- Opening Delimiter -
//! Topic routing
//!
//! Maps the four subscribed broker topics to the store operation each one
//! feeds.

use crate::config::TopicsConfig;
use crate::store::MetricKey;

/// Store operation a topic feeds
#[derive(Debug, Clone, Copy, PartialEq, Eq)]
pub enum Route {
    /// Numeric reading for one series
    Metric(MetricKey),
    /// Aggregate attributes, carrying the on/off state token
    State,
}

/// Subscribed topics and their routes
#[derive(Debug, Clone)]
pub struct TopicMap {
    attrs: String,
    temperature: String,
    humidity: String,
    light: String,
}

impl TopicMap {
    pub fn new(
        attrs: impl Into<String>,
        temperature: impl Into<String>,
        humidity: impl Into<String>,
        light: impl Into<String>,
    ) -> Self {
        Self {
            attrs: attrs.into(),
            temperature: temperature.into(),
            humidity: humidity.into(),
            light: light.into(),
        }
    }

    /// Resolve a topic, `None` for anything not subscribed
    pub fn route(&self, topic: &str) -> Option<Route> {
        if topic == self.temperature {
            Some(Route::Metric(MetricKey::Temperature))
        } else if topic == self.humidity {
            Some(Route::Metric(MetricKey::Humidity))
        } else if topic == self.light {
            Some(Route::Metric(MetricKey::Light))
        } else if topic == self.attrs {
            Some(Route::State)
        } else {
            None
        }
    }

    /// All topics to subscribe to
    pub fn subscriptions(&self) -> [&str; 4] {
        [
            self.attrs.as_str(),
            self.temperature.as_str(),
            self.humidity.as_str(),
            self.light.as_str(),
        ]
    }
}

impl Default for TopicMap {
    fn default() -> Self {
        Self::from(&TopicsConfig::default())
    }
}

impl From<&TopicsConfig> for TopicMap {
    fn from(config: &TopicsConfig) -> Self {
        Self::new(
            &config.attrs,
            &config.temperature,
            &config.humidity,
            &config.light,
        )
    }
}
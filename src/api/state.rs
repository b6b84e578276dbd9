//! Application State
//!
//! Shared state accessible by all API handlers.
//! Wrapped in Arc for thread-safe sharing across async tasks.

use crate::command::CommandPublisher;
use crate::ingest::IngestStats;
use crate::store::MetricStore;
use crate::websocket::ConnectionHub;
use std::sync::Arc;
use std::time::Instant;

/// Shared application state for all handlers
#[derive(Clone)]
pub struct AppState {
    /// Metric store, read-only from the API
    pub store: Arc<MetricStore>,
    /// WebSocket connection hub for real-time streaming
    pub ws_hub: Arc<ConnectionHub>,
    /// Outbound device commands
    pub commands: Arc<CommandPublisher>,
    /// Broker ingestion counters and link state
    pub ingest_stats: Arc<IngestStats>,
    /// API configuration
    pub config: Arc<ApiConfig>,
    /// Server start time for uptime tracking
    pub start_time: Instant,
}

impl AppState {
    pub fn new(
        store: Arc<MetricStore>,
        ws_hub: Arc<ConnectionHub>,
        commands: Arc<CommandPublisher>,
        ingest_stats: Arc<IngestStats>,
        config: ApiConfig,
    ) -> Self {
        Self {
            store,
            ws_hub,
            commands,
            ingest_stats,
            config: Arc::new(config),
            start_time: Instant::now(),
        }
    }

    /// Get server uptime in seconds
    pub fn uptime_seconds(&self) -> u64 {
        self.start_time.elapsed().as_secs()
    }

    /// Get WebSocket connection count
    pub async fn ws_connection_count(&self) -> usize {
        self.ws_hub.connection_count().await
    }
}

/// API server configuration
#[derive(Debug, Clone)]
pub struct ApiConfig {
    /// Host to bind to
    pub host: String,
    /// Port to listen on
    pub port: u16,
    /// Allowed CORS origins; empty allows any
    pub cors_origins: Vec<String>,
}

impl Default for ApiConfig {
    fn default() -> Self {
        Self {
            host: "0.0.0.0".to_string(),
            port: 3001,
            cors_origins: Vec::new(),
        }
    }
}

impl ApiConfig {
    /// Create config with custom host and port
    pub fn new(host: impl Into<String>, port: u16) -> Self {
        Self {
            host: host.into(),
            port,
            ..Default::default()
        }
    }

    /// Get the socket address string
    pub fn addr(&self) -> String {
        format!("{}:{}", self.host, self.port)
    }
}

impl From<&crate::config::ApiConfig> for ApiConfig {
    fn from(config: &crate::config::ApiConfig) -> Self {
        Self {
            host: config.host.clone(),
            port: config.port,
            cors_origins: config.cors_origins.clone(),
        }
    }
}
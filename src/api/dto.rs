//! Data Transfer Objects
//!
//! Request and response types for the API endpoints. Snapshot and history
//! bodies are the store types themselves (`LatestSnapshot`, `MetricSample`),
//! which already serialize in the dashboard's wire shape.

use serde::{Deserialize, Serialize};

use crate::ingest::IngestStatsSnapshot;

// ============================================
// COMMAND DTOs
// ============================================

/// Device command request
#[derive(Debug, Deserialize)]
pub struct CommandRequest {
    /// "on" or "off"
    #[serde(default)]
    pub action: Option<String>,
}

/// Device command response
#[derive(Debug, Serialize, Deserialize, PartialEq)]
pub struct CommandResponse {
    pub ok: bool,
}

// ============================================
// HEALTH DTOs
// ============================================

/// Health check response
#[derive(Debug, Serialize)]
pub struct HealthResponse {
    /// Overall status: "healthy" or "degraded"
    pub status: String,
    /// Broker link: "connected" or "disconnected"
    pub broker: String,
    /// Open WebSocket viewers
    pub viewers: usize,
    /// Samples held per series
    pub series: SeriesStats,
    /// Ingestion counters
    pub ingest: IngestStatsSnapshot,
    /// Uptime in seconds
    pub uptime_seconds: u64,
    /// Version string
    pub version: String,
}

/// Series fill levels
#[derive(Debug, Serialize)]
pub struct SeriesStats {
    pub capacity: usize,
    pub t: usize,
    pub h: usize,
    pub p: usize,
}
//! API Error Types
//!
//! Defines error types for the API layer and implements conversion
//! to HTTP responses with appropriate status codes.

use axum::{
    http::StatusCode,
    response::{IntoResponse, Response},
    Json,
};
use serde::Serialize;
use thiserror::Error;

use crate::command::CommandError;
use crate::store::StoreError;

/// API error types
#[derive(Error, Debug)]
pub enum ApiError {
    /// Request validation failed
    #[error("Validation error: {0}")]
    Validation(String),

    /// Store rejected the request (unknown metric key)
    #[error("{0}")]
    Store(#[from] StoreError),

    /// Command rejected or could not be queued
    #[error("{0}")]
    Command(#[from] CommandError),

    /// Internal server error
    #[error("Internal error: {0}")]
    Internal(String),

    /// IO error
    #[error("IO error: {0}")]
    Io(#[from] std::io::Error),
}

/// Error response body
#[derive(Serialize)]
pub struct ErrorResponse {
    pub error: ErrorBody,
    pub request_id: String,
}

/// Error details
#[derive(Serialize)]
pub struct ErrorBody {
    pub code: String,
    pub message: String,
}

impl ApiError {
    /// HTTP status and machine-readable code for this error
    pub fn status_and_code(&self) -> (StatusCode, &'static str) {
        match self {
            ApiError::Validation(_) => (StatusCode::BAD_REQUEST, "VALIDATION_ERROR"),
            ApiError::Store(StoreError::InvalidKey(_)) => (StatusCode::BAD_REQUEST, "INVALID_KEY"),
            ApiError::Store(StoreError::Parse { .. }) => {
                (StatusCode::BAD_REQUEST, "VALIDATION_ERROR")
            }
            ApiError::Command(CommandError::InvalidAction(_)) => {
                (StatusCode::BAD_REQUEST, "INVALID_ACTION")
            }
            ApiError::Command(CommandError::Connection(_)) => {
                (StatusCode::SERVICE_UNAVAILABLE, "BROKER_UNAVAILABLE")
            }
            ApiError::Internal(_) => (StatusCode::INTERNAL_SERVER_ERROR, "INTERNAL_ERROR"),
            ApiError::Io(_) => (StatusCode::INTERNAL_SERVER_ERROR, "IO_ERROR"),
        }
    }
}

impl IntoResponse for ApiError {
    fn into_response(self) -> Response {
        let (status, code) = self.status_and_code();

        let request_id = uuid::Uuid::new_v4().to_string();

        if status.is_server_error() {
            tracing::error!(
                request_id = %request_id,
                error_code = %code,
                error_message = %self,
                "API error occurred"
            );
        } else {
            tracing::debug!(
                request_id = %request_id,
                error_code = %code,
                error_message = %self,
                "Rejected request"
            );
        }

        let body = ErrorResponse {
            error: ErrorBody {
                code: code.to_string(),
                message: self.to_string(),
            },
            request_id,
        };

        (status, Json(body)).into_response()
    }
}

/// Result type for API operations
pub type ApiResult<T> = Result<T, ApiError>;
- Closing Delimiter -
- Opening Delimiter -
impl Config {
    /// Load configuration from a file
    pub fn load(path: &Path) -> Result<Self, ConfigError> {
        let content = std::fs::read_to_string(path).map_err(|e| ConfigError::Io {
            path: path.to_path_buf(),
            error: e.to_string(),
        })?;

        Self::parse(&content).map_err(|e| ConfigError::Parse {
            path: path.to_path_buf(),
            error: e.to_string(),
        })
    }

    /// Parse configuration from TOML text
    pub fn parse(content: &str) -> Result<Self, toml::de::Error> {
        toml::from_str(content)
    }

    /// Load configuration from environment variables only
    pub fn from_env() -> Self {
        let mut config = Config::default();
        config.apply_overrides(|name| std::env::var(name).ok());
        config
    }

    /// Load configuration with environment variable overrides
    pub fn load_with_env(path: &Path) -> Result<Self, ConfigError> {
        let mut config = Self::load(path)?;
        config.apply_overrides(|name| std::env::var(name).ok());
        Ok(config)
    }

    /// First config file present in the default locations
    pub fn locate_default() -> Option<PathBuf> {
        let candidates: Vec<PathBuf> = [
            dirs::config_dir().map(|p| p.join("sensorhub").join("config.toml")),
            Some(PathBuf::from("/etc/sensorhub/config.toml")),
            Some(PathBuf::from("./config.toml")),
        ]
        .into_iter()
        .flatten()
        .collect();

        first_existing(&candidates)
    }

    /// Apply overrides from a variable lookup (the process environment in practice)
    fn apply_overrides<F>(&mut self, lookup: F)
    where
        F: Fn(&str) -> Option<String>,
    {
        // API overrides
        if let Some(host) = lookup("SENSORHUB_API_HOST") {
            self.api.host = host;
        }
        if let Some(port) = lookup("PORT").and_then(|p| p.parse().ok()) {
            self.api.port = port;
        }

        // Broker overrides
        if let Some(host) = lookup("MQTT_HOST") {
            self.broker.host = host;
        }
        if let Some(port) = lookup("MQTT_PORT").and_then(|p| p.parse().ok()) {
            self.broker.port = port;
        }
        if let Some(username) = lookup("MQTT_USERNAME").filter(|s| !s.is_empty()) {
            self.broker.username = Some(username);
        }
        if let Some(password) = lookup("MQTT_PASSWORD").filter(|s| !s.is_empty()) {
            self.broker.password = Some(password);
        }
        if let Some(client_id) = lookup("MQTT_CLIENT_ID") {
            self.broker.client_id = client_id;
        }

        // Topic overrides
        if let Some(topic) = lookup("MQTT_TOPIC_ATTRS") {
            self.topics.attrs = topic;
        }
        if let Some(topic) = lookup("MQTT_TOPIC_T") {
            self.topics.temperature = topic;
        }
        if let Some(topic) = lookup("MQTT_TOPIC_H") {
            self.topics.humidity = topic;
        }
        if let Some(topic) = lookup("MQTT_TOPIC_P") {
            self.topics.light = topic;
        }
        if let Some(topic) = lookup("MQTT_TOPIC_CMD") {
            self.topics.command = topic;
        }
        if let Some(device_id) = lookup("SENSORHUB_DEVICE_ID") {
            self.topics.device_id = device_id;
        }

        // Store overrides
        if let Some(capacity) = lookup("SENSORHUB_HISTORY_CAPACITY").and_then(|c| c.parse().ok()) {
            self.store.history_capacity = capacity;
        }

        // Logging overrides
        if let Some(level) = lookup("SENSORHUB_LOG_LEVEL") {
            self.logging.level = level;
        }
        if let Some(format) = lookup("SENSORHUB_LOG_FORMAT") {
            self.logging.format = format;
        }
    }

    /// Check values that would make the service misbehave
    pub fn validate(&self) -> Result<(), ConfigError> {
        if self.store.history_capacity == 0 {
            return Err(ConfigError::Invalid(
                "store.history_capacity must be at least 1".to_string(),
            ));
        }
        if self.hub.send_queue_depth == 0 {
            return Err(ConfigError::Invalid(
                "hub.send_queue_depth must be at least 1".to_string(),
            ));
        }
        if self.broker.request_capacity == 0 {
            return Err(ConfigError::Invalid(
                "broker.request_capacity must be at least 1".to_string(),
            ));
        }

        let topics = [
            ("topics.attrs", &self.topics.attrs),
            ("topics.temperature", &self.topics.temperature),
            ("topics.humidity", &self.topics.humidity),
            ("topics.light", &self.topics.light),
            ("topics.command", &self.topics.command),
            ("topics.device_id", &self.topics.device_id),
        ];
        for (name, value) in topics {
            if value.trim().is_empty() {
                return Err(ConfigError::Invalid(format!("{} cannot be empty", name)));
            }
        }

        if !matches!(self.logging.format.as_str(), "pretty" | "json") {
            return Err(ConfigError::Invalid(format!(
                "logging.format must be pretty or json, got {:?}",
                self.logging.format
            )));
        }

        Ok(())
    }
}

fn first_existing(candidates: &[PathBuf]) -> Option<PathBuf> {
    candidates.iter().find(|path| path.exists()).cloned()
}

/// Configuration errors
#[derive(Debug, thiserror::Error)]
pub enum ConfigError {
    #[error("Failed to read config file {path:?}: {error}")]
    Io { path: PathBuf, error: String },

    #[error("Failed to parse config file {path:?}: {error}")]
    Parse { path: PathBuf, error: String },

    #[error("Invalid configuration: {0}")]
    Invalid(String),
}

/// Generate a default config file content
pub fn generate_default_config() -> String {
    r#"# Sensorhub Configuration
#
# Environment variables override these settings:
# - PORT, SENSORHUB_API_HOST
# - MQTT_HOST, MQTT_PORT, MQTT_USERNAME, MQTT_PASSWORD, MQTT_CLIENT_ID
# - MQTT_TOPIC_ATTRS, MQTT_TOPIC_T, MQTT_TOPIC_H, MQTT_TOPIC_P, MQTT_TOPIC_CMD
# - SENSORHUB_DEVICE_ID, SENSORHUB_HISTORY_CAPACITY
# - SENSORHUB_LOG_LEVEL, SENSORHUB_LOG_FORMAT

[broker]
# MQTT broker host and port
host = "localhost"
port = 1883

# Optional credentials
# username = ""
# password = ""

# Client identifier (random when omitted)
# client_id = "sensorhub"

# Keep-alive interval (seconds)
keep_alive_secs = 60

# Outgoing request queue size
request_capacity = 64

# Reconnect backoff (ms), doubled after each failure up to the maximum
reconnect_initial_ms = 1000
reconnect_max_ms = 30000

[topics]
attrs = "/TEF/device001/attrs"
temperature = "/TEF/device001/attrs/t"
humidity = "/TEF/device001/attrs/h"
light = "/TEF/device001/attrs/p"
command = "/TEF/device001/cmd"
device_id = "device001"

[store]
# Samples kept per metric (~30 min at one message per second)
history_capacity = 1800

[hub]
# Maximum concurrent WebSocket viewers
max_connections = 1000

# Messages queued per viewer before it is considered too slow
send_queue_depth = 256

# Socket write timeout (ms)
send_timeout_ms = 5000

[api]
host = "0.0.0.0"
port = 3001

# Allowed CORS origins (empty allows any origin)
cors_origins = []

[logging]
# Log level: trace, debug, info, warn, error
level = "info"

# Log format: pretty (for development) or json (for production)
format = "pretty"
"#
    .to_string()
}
- Closing Delimiter -
- Opening Delimiter -
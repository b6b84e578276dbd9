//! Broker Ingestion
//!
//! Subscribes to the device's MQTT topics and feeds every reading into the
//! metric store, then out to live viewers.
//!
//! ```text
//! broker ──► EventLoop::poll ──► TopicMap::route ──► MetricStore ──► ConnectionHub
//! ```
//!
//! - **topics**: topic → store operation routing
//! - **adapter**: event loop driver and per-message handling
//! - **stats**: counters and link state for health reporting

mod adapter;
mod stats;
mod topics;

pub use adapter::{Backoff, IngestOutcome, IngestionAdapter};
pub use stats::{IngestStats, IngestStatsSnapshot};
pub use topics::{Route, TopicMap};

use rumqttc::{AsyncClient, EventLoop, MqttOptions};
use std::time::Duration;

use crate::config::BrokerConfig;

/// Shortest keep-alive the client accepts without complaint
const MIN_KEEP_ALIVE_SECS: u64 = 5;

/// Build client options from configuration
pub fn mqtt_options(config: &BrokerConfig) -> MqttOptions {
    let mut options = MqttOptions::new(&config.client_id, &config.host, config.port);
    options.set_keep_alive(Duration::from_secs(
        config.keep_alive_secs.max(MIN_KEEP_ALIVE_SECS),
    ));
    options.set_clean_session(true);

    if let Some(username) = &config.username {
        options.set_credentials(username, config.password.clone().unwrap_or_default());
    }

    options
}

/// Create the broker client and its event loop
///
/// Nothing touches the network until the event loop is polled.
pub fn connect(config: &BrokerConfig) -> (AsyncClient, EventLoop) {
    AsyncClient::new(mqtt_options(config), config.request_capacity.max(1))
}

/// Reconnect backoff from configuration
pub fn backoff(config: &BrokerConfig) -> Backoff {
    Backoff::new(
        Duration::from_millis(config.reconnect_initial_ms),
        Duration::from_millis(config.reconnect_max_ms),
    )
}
- Closing Delimiter -
State only how many lines above contain "routing".

2